Restaurants have attempted to make indoor dining safer by requiring masks, reducing capacity and spacing out tables, but a growing body of evidence suggests it is still a high-risk activity. A recent CDC study of roughly 300 adults who tested positive for the coronavirus found that they were more than twice as likely to have eaten at a restaurant in the two weeks before getting sick compared to people who were not infected.

“The difficulty is you don’t know the ventilation” inside restaurants and bars, Sax said. “People who are dining and drinking are taking their masks off, they’re having conversations. If the noise level increases, they’re having loud conversations. And all of these things have been shown to increase the risk of spread of the virus.”

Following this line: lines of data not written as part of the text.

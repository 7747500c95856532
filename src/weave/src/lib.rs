#![allow(clippy::new_without_default)]

pub mod collection;
pub mod container;
pub mod decorator;
pub mod initializer;
pub mod instance;
pub mod key;
pub mod lifetime;
pub mod matcher;
pub mod module;
pub mod provider;
pub mod scope;
mod util;

pub use weave_derive::component;

pub mod prelude {
    pub use crate::collection::{Collection, Element, ExternalCollection};
    pub use crate::component;
    pub use crate::container::injector::{Injector, InjectorError, TypedInjector};
    pub use crate::container::registry::{Registration, RegistryError};
    pub use crate::container::{Container, ContainerOptions, ErrorKind, VerificationError};
    pub use crate::decorator::DecoratorDescriptor;
    pub use crate::initializer::Initializer;
    pub use crate::instance::Instance;
    pub use crate::key::{Constraint, ServiceType, TypeFacts, TypeParam};
    pub use crate::lifetime::{Lifetime, ScopedLifestyle};
    pub use crate::matcher::Pattern;
    pub use crate::module::{Configuration, Module};
    pub use crate::provider::closure::{ClosureProvider, RawClosureProvider};
    pub use crate::provider::component::ComponentProvider;
    pub use crate::provider::context::CallContext;
    pub use crate::provider::instance::InstanceProvider;
    pub use crate::scope::Scope;
}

These behaviors probably occur inside dining pods, too, but the occupants are really only having prolonged, unmasked interactions with the other members of their group, Sax said.

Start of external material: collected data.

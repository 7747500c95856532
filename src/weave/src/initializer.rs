use std::any::Any;
use std::error::Error;
use std::fmt::{Debug, Formatter, Result as FmtResult};
use std::sync::Arc;

use crate::container::injector::InjectorError;
use crate::instance::Instance;
use crate::key::{ServiceType, TypeCatalog};

type InitializeFn = dyn Fn(&Instance) -> Result<(), Box<dyn Error + Send + Sync>> + Send + Sync;

/// An action run on every freshly created instance whose implementation or
/// service type is assignable to `target`.
///
/// Initializers are additive: every applicable initializer runs, in
/// registration order.
#[derive(Clone)]
pub struct Initializer {
    target: ServiceType,
    action: Arc<InitializeFn>,
}

impl Initializer {
    pub fn new<F>(target: ServiceType, action: F) -> Self
    where
        F: Fn(&Instance) -> Result<(), Box<dyn Error + Send + Sync>> + Send + Sync + 'static,
    {
        Self {
            target,
            action: Arc::new(action),
        }
    }

    /// Creates an initializer for instances holding a `T`. Instances of
    /// other Rust types are skipped.
    pub fn typed<T, F>(target: ServiceType, action: F) -> Self
    where
        T: Any,
        F: Fn(&T) + Send + Sync + 'static,
    {
        Self::new(target, move |instance| {
            if let Some(object) = instance.get::<T>() {
                action(object);
            }
            Ok(())
        })
    }

    pub fn target(&self) -> &ServiceType {
        &self.target
    }

    pub(crate) fn applies_to(
        &self,
        implementation_type: &ServiceType,
        service_type: &ServiceType,
        catalog: &TypeCatalog,
    ) -> bool {
        catalog.is_assignable(implementation_type, &self.target)
            || catalog.is_assignable(service_type, &self.target)
    }

    pub(crate) fn run(&self, service_type: &ServiceType, instance: &Instance) -> Result<(), InjectorError> {
        (self.action)(instance).map_err(|err| InjectorError::construction(service_type, err))
    }
}

impl Debug for Initializer {
    fn fmt(&self, f: &mut Formatter<'_>) -> FmtResult {
        f.debug_struct("Initializer")
            .field("target", &self.target)
            .finish_non_exhaustive()
    }
}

“Clearly small spaces with poor ventilation are high risk,” he said. “But at the same time, limiting the numbers of people that you’re exposed to reduces the risk, so it’s a trade-off.”

Evaluate who you’re dining with

The level of risk a dining bubble poses largely depends on its occupants, said Erica Shenoy, associate chief of the Infection Control Unit at Massachusetts General Hospital.

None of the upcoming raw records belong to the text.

use std::any::{self, Any};
use std::collections::{LinkedList, VecDeque};

use crate::collection::Collection;
use crate::container::injector::InjectorError;

/// A type which can be built from a resolved [`Collection`].
pub trait FromCollection: Sized {
    /// # Errors
    ///
    /// Returns [`InjectorError::IncompatibleInstance`] if an element has an
    /// unexpected type.
    fn from_collection(collection: &Collection) -> Result<Self, InjectorError>;
}

impl FromCollection for Collection {
    fn from_collection(collection: &Collection) -> Result<Self, InjectorError> {
        Ok(collection.clone())
    }
}

macro_rules! impl_from_collection_for_sequences {
    ($($collection:ident),*) => {
        $(
            impl<T> FromCollection for $collection<T>
            where
                T: Any + Clone + Send + Sync,
            {
                fn from_collection(collection: &Collection) -> Result<Self, InjectorError> {
                    collection
                        .iter()
                        .map(|instance| {
                            instance.cloned::<T>().ok_or_else(|| InjectorError::IncompatibleInstance {
                                service_type: collection.service_type().clone(),
                                expected: any::type_name::<T>().to_string(),
                                actual: instance.type_name(),
                            })
                        })
                        .collect()
                }
            }
        )*
    };
}

impl_from_collection_for_sequences!(Vec, VecDeque, LinkedList);

#[cfg(test)]
mod tests {
    use crate::instance::Instance;
    use crate::key::ServiceType;

    use super::*;

    #[test]
    fn from_collection_preserves_order() {
        let collection = Collection::new(
            ServiceType::of::<i32>(),
            vec![Instance::new(1i32), Instance::new(2i32), Instance::new(3i32)],
        );
        let vec: Vec<i32> = FromCollection::from_collection(&collection).unwrap();
        assert_eq!(vec, [1, 2, 3]);
        let deque: VecDeque<i32> = FromCollection::from_collection(&collection).unwrap();
        assert_eq!(deque.back(), Some(&3));
    }

    #[test]
    fn from_collection_fails_on_incompatible_element() {
        let collection = Collection::new(
            ServiceType::of::<i32>(),
            vec![Instance::new(1i32), Instance::new("two")],
        );
        let res: Result<Vec<i32>, _> = FromCollection::from_collection(&collection);
        assert!(matches!(
            res,
            Err(InjectorError::IncompatibleInstance { actual: "&str", .. })
        ));
    }
}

“If you put 20 of your closest friends in an igloo together, then there are 20 opportunities that one person in that group is infectious,” Shenoy said. It is much safer for people to have a meal with their immediate household in a bubble tent, she said, noting that the experience would be similar to eating at home.

Marr agreed. “I would eat with my own family in one of those, but not with anyone else,” she said.

Risk also could be fairly low for people who are dining with members of their pandemic pods, which could include trusted friends who are not part of their household, El-Sadr said. People who form these groups commit to following strict safety protocols, such as mask-wearing and social distancing, when they are in public or interacting with others outside their pod.

“It is obviously safer because then you know that the individuals you are with have been also observing the public health measures” and are likely all at lower risk, she said.

[A pandemic pod could help you get through winter, experts say. Here’s how to form one.]

Prioritize ventilation and sanitation

Once inside the bubbles, diners should find ways to make sure there is air flow within the space, experts said.

“You don’t need to feel a breeze, but it definitely shouldn’t feel stuffy,” Marr said. “Smells shouldn’t build up in there.”

Shah of the Mayo Clinic suggested keeping at least one side of the tent open. He added that experts have consistently recommended sitting outside for meals because of the importance of ventilation.

“If there’s no ventilation, then there’s no difference between sitting outside and inside,” Shah said. “If somebody else is infected there and within six feet of you, and you’ll be breathing stale air, then you do have a chance of getting infected.”

Fans could help with ventilation, but they must be positioned correctly to avoid just moving contaminated air around the space and potentially keeping the virus in the air longer, Marr said. She suggested that fans be placed facing outward near a tent’s openings.

People should also follow public safety guidelines inside the pods, including practicing good hand hygiene and wearing their masks when they aren’t eating or drinking, experts said.

“As people are talking to each other and socializing, I think keeping a mask on is very, very important,” El-Sadr said. “I do that because I think it’s also important to protect the servers.”

After each group of diners, the surfaces inside bubbles should be sanitized using soap and water or disinfectant, Shah said. El-Sadr recommended that tents also be aired out for as long as possible, though she said there is not clear guidance on the exact amount of time.

It is critical, Shah said, that such measures are diligently practiced.

“My fear is that as time goes on, these things get a little lax,” Shah said. “Everybody’s fatigued. I’m fatigued, but these precautions need to be maintained. . . . You cannot do a worse job at it now just because you’re fatigued from it.”